Do latim solus/sozinhe, e ipse/ego, o solipsismo revela que a única realidade do mundo sou eu. O mundo externo e outras formas de pensar não podem ser reconhecidas e não podem existir fora da minha mente. Como um conhecimento fundado em estados de experiências interiores e pessoais, o solipsismo do agora estende o ceticismo aos nossos próprios estados passados e tudo o que resta é o eu presente. Como uma posição epistemológica, o solipsismo sustenta que o conhecimento de qualquer coisa fora da própria mente é inseguro.



eles perderam o paraíso

porque a pandemia se tornou um pandemônio.

porque eles não sabem o que fazer.

porque vão perder as suas garantias.

porque eles falharam.

mas nós não.



como sair da armadilha do nosso eu?

Empatia.

Resiliência.

Somos sempre coletives, nunca individuais.

Você conhece Os Sete Princípios Herméticos?



gargalhando, nós jogamos feitiços

Foi condenada, pela lei da inquisição, para ser queimada viva na Sexta-feira da Paixão.

O padre rezava e o povo acompanhava, quanto mais o fogo ardia, mais ela dava gargalhada.

Ponto de Umbanda

Nós não morremos.

Nós nos encantamos.



inbodiesvisibleborders

Ano passado eu conjurei o futuro quando escrevi o conceito da minha performance de_colon_isation parte VI: inbodiesvisibleborders, que foi performada em Berlim no festival MANIFESTOS FOR QUEER FUTURES e esse ano por livestream no festival WITHIN THE LONELY HOURS como uma performance solipsista. 
O que/como/onde estão as fronteiras e corpas in/visíveis? O que/como/onde estão os limites entre cada uma? O que é visível? Um futuro virtual será o futuro real. Onde estamos agora é onde estamos construindo o futuro. O futuro está aqui, através de nós. Nós somos ancestrais daquelas que virão. Nossas lembranças serão virtuais, e serão acessadas por elas, que acessarão também nossas forças, nossas estratégias de sobrevivência, nosso legado invisível. Nós somos aquelas que estão mudando, aqui e agora, o futuro. Nós somos o legado arqueológico do que virá. Será que kuir ainda será kuir sem uma corpa? Não haverá futuro kuir sem a destruição do passado colonial, do presente capitalista, da sociedade normativa, antropocêntrica e binária.

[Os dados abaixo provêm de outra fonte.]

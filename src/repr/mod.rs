//! Native model representations.
//!
//! - [`gbdt`]: tree ensembles (gbtree and dart boosters)
//! - [`gblinear`]: linear booster weights

pub mod gbdt;
pub mod gblinear;
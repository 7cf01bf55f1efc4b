//! Feature matrix input.
//!
//! Requests arrive as nested JSON arrays; [`FeatureMatrix`] turns them into a
//! dense row-major `f32` matrix for tree traversal.
//!
//! # Missing Values
//!
//! Missing values are represented as `f32::NAN`, matching XGBoost. A `null`
//! cell in the request becomes NaN.

mod matrix;

pub use matrix::{DataError, FeatureMatrix};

como chegamos aqui e o que faremos agora?

Hoje em dia, temos que ter uma ética anticolonial.

Após esses dias, teremos que continuar a tê-la.

Caso contrário, a estética será vazia.

A sua estética chique está esvaziada.

Nós colocamos as máscaras para impedir que o vírus se espalhe e, assim, todas as outras máscaras caíram.

Como Jup do Bairro conjurou: A Arte Travesti é a única arte pós-apocalíptica possível.






Pêdra Costa é performer e antropóloga visual & urbana, brasileira-aleMona, que trabalha principalmente com artistas e comunidades kuir pelo mundo afora e começou a baixaria com a Solange, tô aberta!